White Gold (1927) by William K. Howard

White Gold is a 1927 American silent Western film produced and distributed by Cecil B. DeMille and directed by William K. Howard.

==Cast==
- Jetta Goudal as Dolores Carson
- Kenneth Thomson as Alec Carson
- George Bancroft as Sam Randall
- George Nichols as Carson, Alec's Father
- Bob Perry as Bucky O'Neill (billed as Robert Perry)
- Clyde Cook as Homer

==Critical reception==
Mordaunt Hall of The New York Times described the film as an "interesting production" that also had "marked simplicity" in terms of its story.
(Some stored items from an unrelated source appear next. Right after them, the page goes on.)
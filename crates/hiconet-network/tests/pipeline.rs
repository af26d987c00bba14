use hiconet_community::{CommunityDetector, CommunityMethod, DetectorConfig};
use hiconet_network::{AssociationConfig, AssociationNetworkBuilder};
use hiconet_society::{FeatureMatrix, MatchPlan, Observation, ObservationIndex, Society};
use rand::{SeedableRng as _, distr::Distribution as _};
use rand_distr::Normal;
use rand_pcg::Pcg32;

const N_SUBJECTS: usize = 12;

fn society(
    name: &str,
    prefix: &str,
    timepoint: &str,
    rows: &[Vec<f64>],
    reversed: bool,
) -> Society {
    let mut subjects = (0..N_SUBJECTS).collect::<Vec<_>>();
    if reversed {
        subjects.reverse();
    }
    let observation_ids = subjects
        .iter()
        .map(|s| format!("{prefix}{s}"))
        .collect::<Vec<_>>();
    // column j of `rows` belongs to subject j
    let rows = rows
        .iter()
        .map(|row| subjects.iter().map(|&s| row[s]).collect())
        .collect::<Vec<Vec<f64>>>();
    let matrix = FeatureMatrix::from_rows(
        (0..rows.len()).map(|f| format!("{name}{f}")).collect(),
        observation_ids.clone(),
        &rows,
    )
    .unwrap();
    let index = ObservationIndex::new(
        subjects
            .iter()
            .zip(&observation_ids)
            .map(|(s, id)| Observation::new(id.clone(), format!("subject{s}"), timepoint))
            .collect(),
    )
    .unwrap();
    Society::new(name, "test", matrix, index)
}

#[test]
fn test_detect_then_associate() {
    let mut rng = Pcg32::seed_from_u64(2024);
    let normal = Normal::new(0.0, 1.0).unwrap();
    let small = Normal::new(0.0, 0.1).unwrap();
    let factor = (0..N_SUBJECTS).map(|_| normal.sample(&mut rng)).collect::<Vec<_>>();
    let mut driven = |sign: f64, loading: f64| {
        factor
            .iter()
            .map(|v| sign * loading * v + small.sample(&mut rng))
            .collect::<Vec<_>>()
    };

    let gene_rows = [
        driven(1.0, 1.0),
        driven(1.0, 2.0),
        driven(1.0, 0.5),
        driven(-1.0, 1.0),
        driven(-1.0, 1.5),
        driven(-1.0, 3.0),
    ];
    let titer_rows = [
        driven(1.0, 1.0),
        driven(1.0, 1.2),
        driven(1.0, 0.8),
        driven(1.0, 2.0),
    ];
    let genes = society("gene", "g", "d0", &gene_rows, false);
    let titers = society("titer", "h", "d28", &titer_rows, true);

    let detector = CommunityDetector::new(DetectorConfig {
        method: Some(CommunityMethod::CorrelationHierarchical),
        ..DetectorConfig::default()
    });
    let gene_communities = detector.detect_society(&genes).unwrap();
    let titer_communities = detector.detect_society(&titers).unwrap();
    assert_eq!(gene_communities.len(), 2);
    assert_eq!(titer_communities.len(), 1);

    let plan = MatchPlan::pair_by_subject(&genes, "d0", &titers, "d28");
    assert_eq!(plan.len(), Some(N_SUBJECTS));
    assert!(
        plan.subject_mismatches(genes.observations(), titers.observations())
            .is_empty()
    );

    let builder = AssociationNetworkBuilder::new(AssociationConfig {
        seed: Some(5),
        ..AssociationConfig::default()
    });
    let network = builder
        .build(
            &gene_communities,
            &titer_communities,
            genes.matrix(),
            titers.matrix(),
            &plan,
        )
        .unwrap();
    assert_eq!(network.len(), 2);
    assert!(network.edges[0].score >= network.edges[1].score);
    for edge in network.iter() {
        // both gene communities track the same factor as the titers
        assert!(edge.score > 0.9, "{edge:?}");
        assert!((0.0..=1.0).contains(&edge.p_value));
    }
}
Hall also said that "but for some repetitions, a few accentuated actions and instances of forced comedy, [it] would be one of the really great productions." The Ottawa Citizen said that, because of a new scripting technique employed by William Howard, "the film more closely approaches realism than anything ever before attempted in motion pictures." Philip K. Scheuer of the Los Angeles Times called it a "distinguished film" that employed the suggestion of sound by showing "creaking rockers, ticking clocks, the click of poker chips".

==Preservation==
Prints of White Gold are located at the archives of the Centre national du cinéma et de l'image animée, Cinematek, Filmoteka Narodowa, BFI National Archive, and George Eastman Museum Motion Picture Collection.